ABOUT THIS TASK: Go through the listing below and gather every line with the word "disabled".

GIVEN RECORDS:
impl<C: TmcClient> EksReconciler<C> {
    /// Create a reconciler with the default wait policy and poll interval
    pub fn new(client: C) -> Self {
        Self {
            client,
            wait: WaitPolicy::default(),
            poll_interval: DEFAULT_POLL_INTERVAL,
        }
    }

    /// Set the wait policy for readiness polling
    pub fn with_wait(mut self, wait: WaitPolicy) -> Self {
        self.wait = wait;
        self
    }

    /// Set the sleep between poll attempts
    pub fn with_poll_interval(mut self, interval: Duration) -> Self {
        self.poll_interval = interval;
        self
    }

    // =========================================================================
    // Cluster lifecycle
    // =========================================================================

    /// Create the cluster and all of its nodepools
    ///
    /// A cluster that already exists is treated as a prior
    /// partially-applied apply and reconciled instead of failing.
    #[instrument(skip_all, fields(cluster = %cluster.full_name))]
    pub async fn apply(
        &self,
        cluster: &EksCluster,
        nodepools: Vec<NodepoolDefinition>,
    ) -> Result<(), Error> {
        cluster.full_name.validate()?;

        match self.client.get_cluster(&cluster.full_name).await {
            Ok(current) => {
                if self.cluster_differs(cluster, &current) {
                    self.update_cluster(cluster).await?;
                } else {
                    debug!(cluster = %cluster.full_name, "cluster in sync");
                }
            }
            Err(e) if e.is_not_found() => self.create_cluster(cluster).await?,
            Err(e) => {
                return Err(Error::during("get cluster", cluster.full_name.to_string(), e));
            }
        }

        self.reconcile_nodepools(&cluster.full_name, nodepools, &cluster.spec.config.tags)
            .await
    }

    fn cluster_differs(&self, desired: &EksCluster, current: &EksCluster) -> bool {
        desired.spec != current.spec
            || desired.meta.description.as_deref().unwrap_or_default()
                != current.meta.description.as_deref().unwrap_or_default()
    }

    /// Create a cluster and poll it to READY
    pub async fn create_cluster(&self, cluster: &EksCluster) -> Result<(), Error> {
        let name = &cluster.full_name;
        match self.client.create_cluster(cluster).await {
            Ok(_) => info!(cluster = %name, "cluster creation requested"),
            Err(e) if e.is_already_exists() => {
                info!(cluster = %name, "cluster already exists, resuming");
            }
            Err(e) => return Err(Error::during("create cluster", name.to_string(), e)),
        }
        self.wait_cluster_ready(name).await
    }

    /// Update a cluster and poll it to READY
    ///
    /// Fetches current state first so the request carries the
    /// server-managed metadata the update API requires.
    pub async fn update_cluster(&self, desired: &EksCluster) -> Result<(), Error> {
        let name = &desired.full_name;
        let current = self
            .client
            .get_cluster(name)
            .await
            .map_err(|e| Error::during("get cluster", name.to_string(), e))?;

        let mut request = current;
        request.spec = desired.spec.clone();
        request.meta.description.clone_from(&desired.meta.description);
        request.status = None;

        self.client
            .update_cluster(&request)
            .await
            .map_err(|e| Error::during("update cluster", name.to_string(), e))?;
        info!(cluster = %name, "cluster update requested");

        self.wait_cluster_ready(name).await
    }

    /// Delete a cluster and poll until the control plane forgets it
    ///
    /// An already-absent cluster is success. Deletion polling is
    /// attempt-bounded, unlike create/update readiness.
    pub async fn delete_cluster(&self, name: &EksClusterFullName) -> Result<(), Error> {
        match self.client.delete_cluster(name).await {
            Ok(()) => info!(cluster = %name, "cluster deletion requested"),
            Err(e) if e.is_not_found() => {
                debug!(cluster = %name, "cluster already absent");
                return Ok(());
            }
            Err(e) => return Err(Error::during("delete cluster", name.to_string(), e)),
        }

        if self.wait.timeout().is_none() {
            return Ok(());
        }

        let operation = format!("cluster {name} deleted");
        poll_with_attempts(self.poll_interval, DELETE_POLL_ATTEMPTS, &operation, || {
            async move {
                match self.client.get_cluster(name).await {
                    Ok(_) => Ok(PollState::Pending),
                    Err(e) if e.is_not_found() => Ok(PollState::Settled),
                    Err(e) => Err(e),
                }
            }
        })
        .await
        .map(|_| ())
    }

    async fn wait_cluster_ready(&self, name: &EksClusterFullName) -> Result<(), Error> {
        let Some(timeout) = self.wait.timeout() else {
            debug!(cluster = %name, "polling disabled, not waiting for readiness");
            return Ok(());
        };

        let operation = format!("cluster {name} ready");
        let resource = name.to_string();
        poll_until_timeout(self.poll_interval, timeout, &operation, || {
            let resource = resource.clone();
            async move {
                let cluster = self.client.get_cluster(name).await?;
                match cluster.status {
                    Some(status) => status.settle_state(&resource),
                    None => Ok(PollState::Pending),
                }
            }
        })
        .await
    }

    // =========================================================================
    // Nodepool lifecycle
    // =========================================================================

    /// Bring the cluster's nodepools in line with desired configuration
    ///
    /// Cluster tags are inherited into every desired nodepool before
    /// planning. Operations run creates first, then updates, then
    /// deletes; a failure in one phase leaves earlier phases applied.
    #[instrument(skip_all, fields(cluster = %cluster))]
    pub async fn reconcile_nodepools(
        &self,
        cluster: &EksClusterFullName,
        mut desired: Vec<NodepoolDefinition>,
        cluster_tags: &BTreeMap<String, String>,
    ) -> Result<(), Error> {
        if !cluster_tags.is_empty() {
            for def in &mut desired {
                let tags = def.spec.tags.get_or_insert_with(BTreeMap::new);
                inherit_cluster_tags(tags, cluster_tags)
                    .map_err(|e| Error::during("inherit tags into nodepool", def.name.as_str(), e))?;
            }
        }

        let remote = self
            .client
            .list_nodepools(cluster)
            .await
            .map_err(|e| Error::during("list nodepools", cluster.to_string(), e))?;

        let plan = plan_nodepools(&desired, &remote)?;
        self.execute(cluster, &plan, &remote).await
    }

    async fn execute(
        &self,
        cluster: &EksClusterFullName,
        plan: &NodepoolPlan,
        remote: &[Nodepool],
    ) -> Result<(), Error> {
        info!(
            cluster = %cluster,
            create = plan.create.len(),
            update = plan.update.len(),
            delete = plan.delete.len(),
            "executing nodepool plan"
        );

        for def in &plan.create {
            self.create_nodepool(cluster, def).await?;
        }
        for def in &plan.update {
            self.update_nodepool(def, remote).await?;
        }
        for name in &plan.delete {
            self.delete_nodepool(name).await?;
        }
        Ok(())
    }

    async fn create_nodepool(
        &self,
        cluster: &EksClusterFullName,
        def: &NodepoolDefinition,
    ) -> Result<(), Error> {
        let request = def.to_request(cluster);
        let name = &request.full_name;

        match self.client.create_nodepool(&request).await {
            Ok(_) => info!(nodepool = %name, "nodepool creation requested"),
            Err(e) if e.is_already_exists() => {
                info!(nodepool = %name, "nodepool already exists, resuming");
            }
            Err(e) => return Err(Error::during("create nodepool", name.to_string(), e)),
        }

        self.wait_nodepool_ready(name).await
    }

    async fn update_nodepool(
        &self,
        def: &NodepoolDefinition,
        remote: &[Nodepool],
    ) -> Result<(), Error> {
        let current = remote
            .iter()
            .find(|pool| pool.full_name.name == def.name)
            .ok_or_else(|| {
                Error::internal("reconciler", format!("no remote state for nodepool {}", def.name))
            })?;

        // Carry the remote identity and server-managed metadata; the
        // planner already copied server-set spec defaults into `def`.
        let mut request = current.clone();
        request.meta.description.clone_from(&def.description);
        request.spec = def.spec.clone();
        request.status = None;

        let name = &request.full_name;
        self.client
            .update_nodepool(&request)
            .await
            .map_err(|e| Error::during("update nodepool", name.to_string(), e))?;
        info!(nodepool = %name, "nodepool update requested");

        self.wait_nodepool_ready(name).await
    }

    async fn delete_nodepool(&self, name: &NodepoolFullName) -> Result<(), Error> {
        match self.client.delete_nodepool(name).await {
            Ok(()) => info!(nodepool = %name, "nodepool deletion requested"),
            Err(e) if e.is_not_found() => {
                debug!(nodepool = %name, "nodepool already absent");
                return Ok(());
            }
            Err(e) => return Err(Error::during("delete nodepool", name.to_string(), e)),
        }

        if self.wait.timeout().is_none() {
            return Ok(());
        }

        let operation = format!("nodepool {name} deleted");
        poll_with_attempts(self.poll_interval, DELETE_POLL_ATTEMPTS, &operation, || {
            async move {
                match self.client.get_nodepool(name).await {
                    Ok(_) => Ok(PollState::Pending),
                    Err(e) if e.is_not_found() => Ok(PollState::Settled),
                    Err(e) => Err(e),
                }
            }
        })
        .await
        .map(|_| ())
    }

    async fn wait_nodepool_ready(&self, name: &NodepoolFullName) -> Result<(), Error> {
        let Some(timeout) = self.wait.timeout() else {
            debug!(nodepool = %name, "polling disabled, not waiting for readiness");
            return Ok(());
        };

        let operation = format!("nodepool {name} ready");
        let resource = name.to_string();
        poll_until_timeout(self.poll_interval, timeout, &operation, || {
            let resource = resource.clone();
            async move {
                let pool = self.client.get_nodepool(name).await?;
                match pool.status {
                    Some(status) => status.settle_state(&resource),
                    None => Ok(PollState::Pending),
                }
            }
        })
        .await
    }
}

...

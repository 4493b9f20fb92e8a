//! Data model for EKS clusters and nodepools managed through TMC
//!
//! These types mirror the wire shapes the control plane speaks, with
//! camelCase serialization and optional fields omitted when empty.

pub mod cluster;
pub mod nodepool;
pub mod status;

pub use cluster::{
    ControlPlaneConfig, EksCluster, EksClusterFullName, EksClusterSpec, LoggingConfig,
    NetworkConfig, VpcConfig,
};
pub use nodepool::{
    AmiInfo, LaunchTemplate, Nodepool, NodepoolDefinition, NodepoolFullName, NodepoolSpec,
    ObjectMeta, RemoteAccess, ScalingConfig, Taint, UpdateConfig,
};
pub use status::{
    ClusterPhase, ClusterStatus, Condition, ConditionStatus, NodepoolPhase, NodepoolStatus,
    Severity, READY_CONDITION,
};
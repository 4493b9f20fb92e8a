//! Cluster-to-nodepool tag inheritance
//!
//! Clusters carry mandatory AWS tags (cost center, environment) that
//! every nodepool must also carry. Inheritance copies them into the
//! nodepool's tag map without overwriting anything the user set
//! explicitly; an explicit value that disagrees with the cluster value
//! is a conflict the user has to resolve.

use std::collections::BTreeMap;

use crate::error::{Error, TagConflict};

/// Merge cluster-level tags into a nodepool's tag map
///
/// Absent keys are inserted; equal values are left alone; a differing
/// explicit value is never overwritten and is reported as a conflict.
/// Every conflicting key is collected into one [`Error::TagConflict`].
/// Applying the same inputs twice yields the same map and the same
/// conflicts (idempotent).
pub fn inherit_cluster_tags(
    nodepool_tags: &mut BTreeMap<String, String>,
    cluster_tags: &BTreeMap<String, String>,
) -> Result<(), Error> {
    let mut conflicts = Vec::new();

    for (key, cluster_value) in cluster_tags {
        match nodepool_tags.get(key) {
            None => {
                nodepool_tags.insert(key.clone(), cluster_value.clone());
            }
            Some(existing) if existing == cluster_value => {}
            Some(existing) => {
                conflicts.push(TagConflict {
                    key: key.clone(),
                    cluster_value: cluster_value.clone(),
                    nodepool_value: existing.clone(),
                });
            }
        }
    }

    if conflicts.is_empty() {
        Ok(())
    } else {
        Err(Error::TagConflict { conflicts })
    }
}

COMPLETED EXERCISE:
            debug!(cluster = %name, "polling disabled, not waiting for readiness");
            debug!(nodepool = %name, "polling disabled, not waiting for readiness");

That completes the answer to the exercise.